__Aim of the task__.
Every line of the records that contains the string "подчинение" counts once; give the total and nothing else.

Items from a data source
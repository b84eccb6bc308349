//! Division entity - departments, sections and teams

use serde::{Deserialize, Serialize};

#[derive(Clone, Debug, PartialEq, Eq, Serialize, Deserialize)]
pub struct Division {
    pub id: i64,

    pub name: String,

    #[serde(default, skip_serializing_if = "Option::is_none")]
    pub code: Option<String>,

    pub description: String,

    /// Parent division (None for a top-level division)
    pub parent_id: Option<i64>,

    /// Nesting level, 1 for the board
    pub level: i32,

    pub is_active: bool,
}
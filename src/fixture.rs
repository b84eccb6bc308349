//! Fixture data store
//!
//! Holds the organization structure the charts are drawn from. The built-in
//! sample stands in for what would normally come from a backend; a JSON file
//! with the same shape can replace it via `data_file` in the config.

use std::path::Path;

use serde::{Deserialize, Serialize};

use crate::entity::{Division, FunctionalRelation, OrgType, Organization, RelationKind, Staff};
use crate::hierarchy::{self, Hierarchy, HierarchyError};
use crate::network::NetworkView;

/// Read-only snapshot of organizations, divisions, staff and relations
#[derive(Clone, Debug, Default, Serialize, Deserialize)]
pub struct OrgData {
    #[serde(default)]
    pub organizations: Vec<Organization>,
    #[serde(default)]
    pub divisions: Vec<Division>,
    #[serde(default)]
    pub staff: Vec<Staff>,
    #[serde(default, rename = "functional_relations")]
    pub relations: Vec<FunctionalRelation>,
}

impl OrgData {
    /// Load a snapshot from a JSON file
    pub fn load(path: impl AsRef<Path>) -> anyhow::Result<Self> {
        let content = std::fs::read_to_string(path)?;
        Ok(serde_json::from_str(&content)?)
    }

    /// Legal entity forest
    pub fn legal_entity_hierarchy(&self) -> Result<Hierarchy, HierarchyError> {
        hierarchy::build_org_hierarchy(&self.organizations, OrgType::LegalEntity)
    }

    /// Location forest
    pub fn location_hierarchy(&self) -> Result<Hierarchy, HierarchyError> {
        hierarchy::build_org_hierarchy(&self.organizations, OrgType::Location)
    }

    /// Division forest
    pub fn division_hierarchy(&self) -> Result<Hierarchy, HierarchyError> {
        hierarchy::build_division_hierarchy(&self.divisions)
    }

    /// Staff and relations as nodes and links
    pub fn functional_relations_network(&self) -> NetworkView {
        NetworkView::build(&self.staff, &self.relations)
    }

    pub fn organization(&self, id: i64) -> Option<&Organization> {
        self.organizations.iter().find(|org| org.id == id)
    }

    pub fn staff_member(&self, id: i64) -> Option<&Staff> {
        self.staff.iter().find(|person| person.id == id)
    }

    /// Relations where `staff_id` is either the manager or the subordinate
    pub fn relations_of(&self, staff_id: i64) -> impl Iterator<Item = &FunctionalRelation> {
        self.relations
            .iter()
            .filter(move |rel| rel.manager_id == staff_id || rel.subordinate_id == staff_id)
    }

    /// Built-in sample structure of the OFS holding
    pub fn sample() -> Self {
        Self {
            organizations: sample_organizations(),
            divisions: sample_divisions(),
            staff: sample_staff(),
            relations: sample_relations(),
        }
    }
}

fn opt(s: &str) -> Option<String> {
    Some(s.to_string())
}

#[allow(clippy::too_many_arguments)]
fn legal_entity(
    id: i64,
    name: &str,
    description: &str,
    parent_id: Option<i64>,
    is_active: bool,
    legal_address: &str,
    inn: &str,
    kpp: &str,
) -> Organization {
    Organization {
        id,
        name: name.to_string(),
        description: description.to_string(),
        parent_id,
        org_type: OrgType::LegalEntity,
        is_active,
        legal_address: opt(legal_address),
        physical_address: None,
        inn: opt(inn),
        kpp: opt(kpp),
    }
}

fn location(id: i64, name: &str, description: &str, parent_id: i64, physical_address: &str) -> Organization {
    Organization {
        id,
        name: name.to_string(),
        description: description.to_string(),
        parent_id: Some(parent_id),
        org_type: OrgType::Location,
        is_active: true,
        legal_address: None,
        physical_address: opt(physical_address),
        inn: None,
        kpp: None,
    }
}

fn sample_organizations() -> Vec<Organization> {
    vec![
        legal_entity(1, "ОФС Глобал", "Головная организация холдинга ОФС", None, true,
            "г. Москва, ул. Ленина, д. 1", "7701234567", "770101001"),
        legal_entity(2, "ОФС-Москва", "Московское подразделение ОФС", Some(1), true,
            "г. Москва, ул. Тверская, д. 10", "7702345678", "770201001"),
        legal_entity(3, "ОФС-Питер", "Санкт-Петербургское подразделение ОФС", Some(1), true,
            "г. Санкт-Петербург, Невский проспект, д. 20", "7803456789", "780301001"),
        legal_entity(4, "ОФС-Сибирь", "Сибирское подразделение ОФС", Some(1), false,
            "г. Новосибирск, ул. Красная, д. 5", "5404567890", "540401001"),
        location(5, "БЦ Метрополис", "Головной офис в Москве", 1,
            "г. Москва, Ленинградское шоссе, д. 16А, стр. 1"),
        location(6, "БЦ Невский", "Офис в Санкт-Петербурге", 3,
            "г. Санкт-Петербург, Невский проспект, д. 100"),
        location(7, "Технопарк", "Производственное подразделение в Москве", 2,
            "г. Москва, ул. Академика Королева, д. 12"),
    ]
}

fn division(id: i64, name: &str, code: &str, description: &str, parent_id: Option<i64>, level: i32) -> Division {
    Division {
        id,
        name: name.to_string(),
        code: opt(code),
        description: description.to_string(),
        parent_id,
        level,
        is_active: true,
    }
}

fn sample_divisions() -> Vec<Division> {
    vec![
        division(1, "Правление", "BOARD", "Руководство компании", None, 1),
        division(2, "Департамент ИТ", "IT", "Департамент информационных технологий", Some(1), 2),
        division(3, "Департамент Финансов", "FIN", "Департамент финансов и бухгалтерии", Some(1), 2),
        division(4, "Департамент HR", "HR", "Департамент управления персоналом", Some(1), 2),
        division(5, "Отдел разработки", "DEV", "Отдел разработки ПО", Some(2), 3),
        division(6, "Отдел тестирования", "QA", "Отдел тестирования и контроля качества", Some(2), 3),
        division(7, "Отдел инфраструктуры", "INFRA", "Отдел ИТ-инфраструктуры", Some(2), 3),
        division(8, "Бухгалтерия", "ACCT", "Бухгалтерия", Some(3), 3),
        division(9, "Отдел бюджетирования", "BUDG", "Отдел планирования и бюджетирования", Some(3), 3),
        division(10, "Отдел найма", "RECR", "Отдел рекрутинга и найма", Some(4), 3),
        division(11, "Отдел обучения", "TRAIN", "Отдел обучения и развития", Some(4), 3),
        division(12, "Команда Frontend", "FE", "Команда разработки Frontend", Some(5), 4),
        division(13, "Команда Backend", "BE", "Команда разработки Backend", Some(5), 4),
    ]
}

/// Staff member of the head office unless `branch` names (organization, location)
#[allow(clippy::too_many_arguments)]
fn person(
    id: i64,
    name: &str,
    position: &str,
    division: &str,
    division_id: i64,
    level: i32,
    email: &str,
    phone: &str,
    branch: Option<(i64, i64)>,
) -> Staff {
    let (organization_id, location_id) = branch.unwrap_or((1, 5));
    Staff {
        id,
        name: name.to_string(),
        position: position.to_string(),
        division: division.to_string(),
        division_id,
        organization_id,
        legal_entity_id: Some(organization_id),
        location_id: Some(location_id),
        level,
        email: opt(email),
        phone: opt(phone),
    }
}

fn sample_staff() -> Vec<Staff> {
    vec![
        person(1, "Иванов Иван Иванович", "Генеральный директор", "Правление", 1, 1,
            "ivanov@ofs.ru", "+7 (900) 123-45-67", None),
        person(2, "Петров Петр Петрович", "Финансовый директор", "Правление", 1, 1,
            "petrov@ofs.ru", "+7 (900) 234-56-78", None),
        person(3, "Сидоров Сидор Сидорович", "ИТ-директор", "Правление", 1, 1,
            "sidorov@ofs.ru", "+7 (900) 345-67-89", None),
        person(4, "Козлов Козьма Петрович", "Директор по персоналу", "Правление", 1, 1,
            "kozlov@ofs.ru", "+7 (900) 456-78-90", None),
        person(5, "Смирнов Алексей Владимирович", "Руководитель департамента ИТ", "Департамент ИТ", 2, 2,
            "smirnov@ofs.ru", "+7 (900) 567-89-01", None),
        person(6, "Кузнецов Дмитрий Сергеевич", "Руководитель департамента финансов", "Департамент Финансов", 3, 2,
            "kuznetsov@ofs.ru", "+7 (900) 678-90-12", None),
        person(7, "Соколова Мария Ивановна", "Руководитель HR-департамента", "Департамент HR", 4, 2,
            "sokolova@ofs.ru", "+7 (900) 789-01-23", None),
        person(8, "Новиков Андрей Петрович", "Начальник отдела разработки", "Отдел разработки", 5, 3,
            "novikov@ofs.ru", "+7 (900) 890-12-34", None),
        person(9, "Морозова Екатерина Александровна", "Начальник отдела тестирования", "Отдел тестирования", 6, 3,
            "morozova@ofs.ru", "+7 (900) 901-23-45", None),
        person(10, "Волков Игорь Владимирович", "Начальник отдела инфраструктуры", "Отдел инфраструктуры", 7, 3,
            "volkov@ofs.ru", "+7 (900) 012-34-56", None),
        person(11, "Васильева Ольга Николаевна", "Главный бухгалтер", "Бухгалтерия", 8, 3,
            "vasilyeva@ofs.ru", "+7 (900) 123-45-67", None),
        person(12, "Зайцев Артём Дмитриевич", "Руководитель отдела бюджетирования", "Отдел бюджетирования", 9, 3,
            "zaitsev@ofs.ru", "+7 (900) 234-56-78", None),
        person(13, "Павлова Наталья Сергеевна", "Руководитель отдела найма", "Отдел найма", 10, 3,
            "pavlova@ofs.ru", "+7 (900) 345-67-89", None),
        person(14, "Семенов Кирилл Алексеевич", "Руководитель отдела обучения", "Отдел обучения", 11, 3,
            "semenov@ofs.ru", "+7 (900) 456-78-90", None),
        person(15, "Голубев Михаил Владимирович", "Руководитель Frontend команды", "Команда Frontend", 12, 4,
            "golubev@ofs.ru", "+7 (900) 567-89-01", None),
        person(16, "Виноградов Николай Иванович", "Руководитель Backend команды", "Команда Backend", 13, 4,
            "vinogradov@ofs.ru", "+7 (900) 678-90-12", None),
        // St. Petersburg office
        person(17, "Григорьев Станислав Петрович", "Директор Санкт-Петербургского офиса", "Правление", 1, 2,
            "grigoriev@ofs.ru", "+7 (900) 789-01-23", Some((3, 6))),
    ]
}

fn rel(id: i64, manager_id: i64, subordinate_id: i64, relation_type: RelationKind, description: &str) -> FunctionalRelation {
    FunctionalRelation {
        id,
        manager_id,
        subordinate_id,
        relation_type,
        description: opt(description),
    }
}

fn sample_relations() -> Vec<FunctionalRelation> {
    use RelationKind::*;

    const DIRECT: &str = "Прямое подчинение";

    vec![
        rel(1, 1, 2, Administrative, DIRECT),
        rel(2, 1, 3, Administrative, DIRECT),
        rel(3, 1, 4, Administrative, DIRECT),
        rel(4, 1, 17, Administrative, "Прямое подчинение руководителя филиала"),
        rel(5, 3, 5, Administrative, DIRECT),
        rel(6, 2, 6, Administrative, DIRECT),
        rel(7, 4, 7, Administrative, DIRECT),
        rel(8, 5, 8, Administrative, DIRECT),
        rel(9, 5, 9, Administrative, DIRECT),
        rel(10, 5, 10, Administrative, DIRECT),
        rel(11, 6, 11, Administrative, DIRECT),
        rel(12, 6, 12, Administrative, DIRECT),
        rel(13, 7, 13, Administrative, DIRECT),
        rel(14, 7, 14, Administrative, DIRECT),
        rel(15, 8, 15, Administrative, DIRECT),
        rel(16, 8, 16, Administrative, DIRECT),
        rel(17, 1, 5, Functional, "Стратегическое руководство"),
        rel(18, 1, 6, Functional, "Стратегическое руководство"),
        rel(19, 1, 7, Functional, "Стратегическое руководство"),
        rel(20, 3, 8, Functional, "Техническое руководство"),
        rel(21, 3, 9, Functional, "Техническое руководство"),
        rel(22, 3, 10, Functional, "Техническое руководство"),
        rel(23, 5, 11, Project, "Проект автоматизации бухгалтерии"),
        rel(24, 8, 14, Project, "Проект обучения разработчиков"),
        rel(25, 9, 15, Project, "Тестирование Frontend"),
        rel(26, 9, 16, Project, "Тестирование Backend"),
        rel(27, 17, 10, Territorial, "Инфраструктура СПб офиса"),
        rel(28, 8, 16, Mentoring, "Профессиональное развитие"),
        rel(29, 15, 9, Mentoring, "Обучение автоматизации тестирования UI"),
    ]
}

#[cfg(test)]
mod tests {
    use super::*;

    #[test]
    fn sample_counts() {
        let data = OrgData::sample();
        assert_eq!(data.organizations.len(), 7);
        assert_eq!(data.divisions.len(), 13);
        assert_eq!(data.staff.len(), 17);
        assert_eq!(data.relations.len(), 29);
    }

    #[test]
    fn relations_of_includes_both_directions() {
        let data = OrgData::sample();
        let ids: Vec<i64> = data.relations_of(9).map(|rel| rel.id).collect();
        assert_eq!(ids, vec![9, 21, 25, 26, 29]);
    }

    #[test]
    fn branch_staff_points_at_branch_organization() {
        let data = OrgData::sample();
        let director = data.staff_member(17).unwrap();
        assert_eq!(director.organization_id, 3);
        assert_eq!(director.location_id, Some(6));
    }

    #[test]
    fn json_snapshot_loads_back() {
        let data = OrgData::sample();
        let json = serde_json::to_string(&data).unwrap();
        let path = std::env::temp_dir().join(format!("orgviz-fixture-{}.json", std::process::id()));
        std::fs::write(&path, json).unwrap();

        let loaded = OrgData::load(&path).unwrap();
        std::fs::remove_file(&path).ok();

        assert_eq!(loaded.organizations, data.organizations);
        assert_eq!(loaded.relations.len(), 29);
    }
}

__Response__.
2